The new technology will be added to the Central Iowa Renewable Energy biodiesel plant at Newton, which is managed by Renewable Energy Group, headquartered at Ames. The plant employs 28 workers. Elevance and REG say an additional 40 to 50 worker positions would be created in 2010 by adding Elevance's olefin metathesis technology.
Cargill is one of the investors in this new technology
Elevance is backed by Cargill and the Texas Pacific investment group of Ft. Worth, Texas. "We look forward to completing the contracts, beginning construction of the plant at Newton, and bringing these products to market as quickly as possible," says K'Lynne Johnson, CEO of Elevance. A company called Materia Inc. of Pasadena, Calif., owns the patents to the olafin metathesis process that won the 2005 Nobel Prize.
The $2.5 million federal grant the Newton plant is getting is part of nearly $600 million the U.S. government announced on December 4 as available to help renewable fuels facilities turn woodchips, cornstalks and algae into fuel. The federal grants announced Dec. 4 went toward 19 biorefinery projects in 15 states.

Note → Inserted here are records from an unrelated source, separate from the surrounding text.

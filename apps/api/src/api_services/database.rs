use sqlx::PgPool;
use sqlx::postgres::PgPoolOptions;
use tether_core::AppError;

pub async fn connect_and_migrate(database_url: &str) -> Result<PgPool, AppError> {
    let pool = PgPoolOptions::new()
        .max_connections(10)
        .connect(database_url)
        .await
        .map_err(|error| AppError::Internal(format!("failed to connect to database: {error}")))?;

    sqlx::migrate!("../../crates/infrastructure/migrations")
        .run(&pool)
        .await
        .map_err(|error| AppError::Internal(format!("failed to run migrations: {error}")))?;

    Ok(pool)
}
use chrono::{DateTime, Utc};
use serde::{Deserialize, Serialize};
use tether_core::{AppError, AppResult};

/// One line emitted by a producer before it has been sequenced.
#[derive(Debug, Clone, PartialEq, Eq, Serialize, Deserialize)]
pub struct LogLine {
    /// Producer timestamp in epoch milliseconds.
    pub timestamp: i64,
    /// Line content without trailing newline.
    pub message: String,
}

/// One persisted, sequenced log line.
#[derive(Debug, Clone, PartialEq, Eq, Serialize, Deserialize)]
pub struct LogEntry {
    /// Owning execution.
    pub execution_id: String,
    /// 1-based gapless position inside the execution log.
    pub index: i64,
    /// Producer timestamp in epoch milliseconds.
    pub timestamp: i64,
    /// Line content.
    pub message: String,
    /// Retention deadline stamped when the execution completes.
    pub expires_at: Option<DateTime<Utc>>,
}

#[derive(Serialize)]
struct DeliveredLine<'a> {
    index: i64,
    timestamp: i64,
    message: &'a str,
}

/// Encodes entries as newline-delimited JSON, one object per entry.
pub fn encode_ndjson(entries: &[LogEntry]) -> AppResult<String> {
    let mut lines = Vec::with_capacity(entries.len());
    for entry in entries {
        let line = serde_json::to_string(&DeliveredLine {
            index: entry.index,
            timestamp: entry.timestamp,
            message: entry.message.as_str(),
        })
        .map_err(|error| {
            AppError::Internal(format!(
                "failed to serialize log entry {} of execution '{}': {error}",
                entry.index, entry.execution_id
            ))
        })?;
        lines.push(line);
    }

    Ok(lines.join("\n"))
}

/// Structured message pushed to viewers before their connection is dropped.
#[derive(Debug, Clone, PartialEq, Eq, Serialize, Deserialize)]
#[serde(tag = "type", rename_all = "snake_case")]
pub enum DisconnectNotice {
    /// Sent once the execution reached a terminal state.
    Disconnect {
        /// Machine-readable disconnect reason.
        reason: String,
    },
}

impl DisconnectNotice {
    /// Notice broadcast when an execution completes.
    #[must_use]
    pub fn execution_completed() -> Self {
        Self::Disconnect {
            reason: "execution_completed".to_owned(),
        }
    }

    /// Serializes the notice to its wire representation.
    pub fn to_json(&self) -> AppResult<String> {
        serde_json::to_string(self).map_err(|error| {
            AppError::Internal(format!("failed to serialize disconnect notice: {error}"))
        })
    }
}
use chrono::Duration;
use sha2::{Digest, Sha256};
use tracing::{info, warn};

use crate::store_ports::{Condition, ItemUpdate, StoreItem};

use super::*;

const BATCH_CLAIM_TTL_MINUTES: i64 = 15;
const CLAIMED_STATE: &str = "claimed";
const RESERVED_STATE: &str = "reserved";

/// Placement of one ingested batch inside the execution log.
#[derive(Debug, Clone, Copy, PartialEq, Eq)]
pub struct IngestedBatch {
    /// Index of the first line of the batch.
    pub start_index: i64,
    /// Number of lines in the batch.
    pub count: i64,
    /// True when the batch was delivered before and its indices were reused.
    pub replayed: bool,
}

impl IngestedBatch {
    /// Index of the last line of the batch.
    #[must_use]
    pub fn end_index(&self) -> i64 {
        self.start_index + self.count - 1
    }
}

impl LogService {
    pub(super) async fn ingest_idempotent(
        &self,
        execution_id: &str,
        batch_id: &str,
        lines: &[LogLine],
        count: i64,
    ) -> AppResult<IngestedBatch> {
        let key = batch_claim_key(execution_id, batch_id);
        let claim = StoreItem::new(key.clone())
            .with_attribute("batch_id", batch_id)
            .with_attribute("count", count)
            .with_attribute("state", CLAIMED_STATE)
            .with_expires_at(Some(
                Utc::now() + Duration::minutes(BATCH_CLAIM_TTL_MINUTES),
            ));

        if self
            .store
            .put_item(claim, Condition::NotExists)
            .await?
            .is_applied()
        {
            let start_index = match self.reserve_range(execution_id, count).await {
                Ok(start_index) => start_index,
                Err(error) => {
                    if let Err(cleanup_error) = self
                        .store
                        .delete_item(&key, Condition::attribute_equals("state", CLAIMED_STATE))
                        .await
                    {
                        warn!(
                            execution_id,
                            batch_id,
                            error = %cleanup_error,
                            "failed to drop log batch claim after reservation error"
                        );
                    }
                    return Err(error);
                }
            };

            self.record_reservation(&key, execution_id, batch_id, count, start_index)
                .await?;
            self.append_entries(execution_id, start_index, lines)
                .await?;

            return Ok(IngestedBatch {
                start_index,
                count,
                replayed: false,
            });
        }

        let existing = self.store.get_item(&key).await?.ok_or_else(|| {
            AppError::Conflict(format!(
                "log batch '{batch_id}' claim changed concurrently; retry"
            ))
        })?;

        if existing.string_attribute("batch_id")? != batch_id {
            return Err(AppError::Conflict(format!(
                "log batch '{batch_id}' collides with another batch of execution '{execution_id}'"
            )));
        }

        let claimed_count = existing.i64_attribute("count")?;
        if claimed_count != count {
            return Err(AppError::Validation(format!(
                "log batch '{batch_id}' was first delivered with {claimed_count} lines, got {count}"
            )));
        }

        if existing.optional_string_attribute("state").as_deref() != Some(RESERVED_STATE) {
            return Err(AppError::Conflict(format!(
                "log batch '{batch_id}' is still being reserved; retry later"
            )));
        }

        let start_index = existing.i64_attribute("start_index")?;
        self.append_entries(execution_id, start_index, lines)
            .await?;
        info!(
            execution_id,
            batch_id, start_index, count, "replayed duplicate log batch at its original indices"
        );

        Ok(IngestedBatch {
            start_index,
            count,
            replayed: true,
        })
    }
}

impl LogService {
    /// Moves the claim to `reserved`. A claim that expired while the range was
    /// being reserved is written again, unless another delivery took it over.
    async fn record_reservation(
        &self,
        key: &ItemKey,
        execution_id: &str,
        batch_id: &str,
        count: i64,
        start_index: i64,
    ) -> AppResult<()> {
        let updated = self
            .store
            .update_item(
                key,
                ItemUpdate::new()
                    .set("state", RESERVED_STATE)
                    .set("start_index", start_index),
                Condition::Exists.and(Condition::attribute_equals("state", CLAIMED_STATE)),
            )
            .await?;
        if updated.is_some() {
            return Ok(());
        }

        warn!(
            execution_id,
            batch_id, start_index, "log batch claim expired during reservation; recording it again"
        );
        let reserved = StoreItem::new(key.clone())
            .with_attribute("batch_id", batch_id)
            .with_attribute("count", count)
            .with_attribute("state", RESERVED_STATE)
            .with_attribute("start_index", start_index)
            .with_expires_at(Some(
                Utc::now() + Duration::minutes(BATCH_CLAIM_TTL_MINUTES),
            ));
        if self
            .store
            .put_item(reserved, Condition::NotExists)
            .await?
            .is_applied()
        {
            return Ok(());
        }

        Err(AppError::Conflict(format!(
            "log batch '{batch_id}' was claimed again before indices {start_index}.. were recorded"
        )))
    }
}

fn batch_claim_key(execution_id: &str, batch_id: &str) -> ItemKey {
    let digest = Sha256::digest(batch_id.as_bytes());
    let mut prefix = [0_u8; 8];
    prefix.copy_from_slice(&digest[..8]);
    let sort_key = i64::from_be_bytes(prefix) & i64::MAX;

    ItemKey::new(StoreTable::LogBatches, execution_id, sort_key)
}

This new technology could be bolted onto other biodiesel plants
Elevance uses a proprietary technology that could produce fuels, chemicals, pharmaceuticals and cosmetics from the same soybean oils and animal fats used at biodiesel plants. Elevance officials have told state officials that, in addition to being built and used at the Newton biodiesel plant, the process could be bolted on to other biodiesel plants around Iowa.

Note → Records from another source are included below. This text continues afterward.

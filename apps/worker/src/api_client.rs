use std::time::Duration;

use chrono::{DateTime, Utc};
use reqwest::{StatusCode, header};
use serde::de::DeserializeOwned;
use serde::{Deserialize, Serialize};
use tether_core::{AppError, AppResult};
use tether_domain::{ExecutionStatus, LogLine};

use crate::worker_config::WorkerConfig;

#[derive(Debug, Serialize)]
struct StartExecutionRequest<'a> {
    lock_name: &'a str,
    holder_identity: &'a str,
    ttl_seconds: u32,
}

#[derive(Debug, Serialize)]
struct RenewLockRequest<'a> {
    execution_id: &'a str,
    ttl_seconds: u32,
}

#[derive(Debug, Serialize)]
struct IngestLogsRequest<'a> {
    batch_id: &'a str,
    lines: &'a [LogLine],
}

#[derive(Debug, Serialize)]
struct CompleteExecutionRequest {
    status: &'static str,
}

#[derive(Debug, Deserialize)]
pub struct ExecutionBody {
    pub status: String,
}

#[derive(Debug, Deserialize)]
pub struct LockBody {
    pub lock_id: String,
    pub expires_at: DateTime<Utc>,
}

#[derive(Debug, Deserialize)]
pub struct StartedExecutionBody {
    pub lock: LockBody,
}

#[derive(Debug, Deserialize)]
pub struct IngestedBatchBody {
    pub start_index: i64,
    pub end_index: i64,
    pub replayed: bool,
}

#[derive(Debug, Deserialize)]
pub struct CompletedExecutionBody {
    pub notified_viewers: usize,
}

#[derive(Debug, Deserialize)]
struct ErrorBody {
    message: String,
}

/// Client for the internal execution endpoints of the API.
#[derive(Clone)]
pub struct ApiClient {
    http_client: reqwest::Client,
    api_base_url: String,
    internal_shared_secret: String,
    execution_id: String,
}

impl ApiClient {
    pub fn new(config: &WorkerConfig) -> AppResult<Self> {
        let http_client = reqwest::Client::builder()
            .timeout(Duration::from_secs(15))
            .build()
            .map_err(|error| AppError::Internal(format!("failed to build HTTP client: {error}")))?;

        Ok(Self {
            http_client,
            api_base_url: config.api_base_url.clone(),
            internal_shared_secret: config.internal_shared_secret.clone(),
            execution_id: config.execution_id.clone(),
        })
    }

    /// Records the execution as `provisioning` before the lock is taken.
    pub async fn register_execution(&self) -> AppResult<ExecutionBody> {
        self.post(
            format!("/api/internal/executions/{}", self.execution_id),
            &(),
            "register",
        )
        .await
    }

    pub async fn start_execution(
        &self,
        lock_name: &str,
        holder_identity: &str,
        ttl_seconds: u32,
    ) -> AppResult<StartedExecutionBody> {
        self.post(
            format!("/api/internal/executions/{}/start", self.execution_id),
            &StartExecutionRequest {
                lock_name,
                holder_identity,
                ttl_seconds,
            },
            "start",
        )
        .await
    }

    pub async fn renew_lock(&self, lock_name: &str, ttl_seconds: u32) -> AppResult<LockBody> {
        self.post(
            format!("/api/internal/locks/{lock_name}/renew"),
            &RenewLockRequest {
                execution_id: self.execution_id.as_str(),
                ttl_seconds,
            },
            "lock renew",
        )
        .await
    }

    pub async fn ingest_logs(&self, batch_id: &str, lines: &[LogLine]) -> AppResult<IngestedBatchBody> {
        self.post(
            format!("/api/internal/executions/{}/logs", self.execution_id),
            &IngestLogsRequest { batch_id, lines },
            "log ingest",
        )
        .await
    }

    pub async fn complete_execution(
        &self,
        status: ExecutionStatus,
    ) -> AppResult<CompletedExecutionBody> {
        self.post(
            format!("/api/internal/executions/{}/complete", self.execution_id),
            &CompleteExecutionRequest {
                status: status.as_str(),
            },
            "complete",
        )
        .await
    }

    async fn post<B, R>(&self, path: String, body: &B, action: &str) -> AppResult<R>
    where
        B: Serialize + ?Sized,
        R: DeserializeOwned,
    {
        let response = self
            .http_client
            .post(format!("{}{path}", self.api_base_url))
            .header(
                header::AUTHORIZATION,
                format!("Bearer {}", self.internal_shared_secret),
            )
            .json(body)
            .send()
            .await
            .map_err(|error| {
                AppError::ServiceUnavailable(format!("failed to call {action} endpoint: {error}"))
            })?;

        let status = response.status();
        if !status.is_success() {
            let body = response
                .text()
                .await
                .unwrap_or_else(|_| "<body unavailable>".to_owned());
            return Err(error_for_status(status, body.as_str(), action));
        }

        response.json::<R>().await.map_err(|error| {
            AppError::Internal(format!(
                "failed to parse {action} endpoint response body: {error}"
            ))
        })
    }
}

/// Maps an API error response back onto the shared error taxonomy.
fn error_for_status(status: StatusCode, body: &str, action: &str) -> AppError {
    let message = serde_json::from_str::<ErrorBody>(body)
        .map(|error| error.message)
        .unwrap_or_else(|_| body.to_owned());
    let message = format!(
        "{action} endpoint returned status {}: {message}",
        status.as_u16()
    );

    match status {
        StatusCode::BAD_REQUEST => AppError::Validation(message),
        StatusCode::UNAUTHORIZED => AppError::Unauthorized(message),
        StatusCode::NOT_FOUND => AppError::NotFound(message),
        StatusCode::CONFLICT => AppError::Conflict(message),
        StatusCode::SERVICE_UNAVAILABLE | StatusCode::REQUEST_TIMEOUT => {
            AppError::ServiceUnavailable(message)
        }
        _ => AppError::Internal(message),
    }
}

USDA and the U.S. Department of Energy announced the federal grants on Dec. 14 to go to the 19 biorefinery projects. USDA Secretary Tom Vilsack said President Obama told his administration to speed up the timetable for creating renewable fuel projects and jobs. Vilsack says he sees a time when these types of renewable fuel and renewable chemical production facilities are found all over rural America. "This is all about bringing a sense of new prosperity to rural communities," says Vilsack. "This is going to make a big difference for America."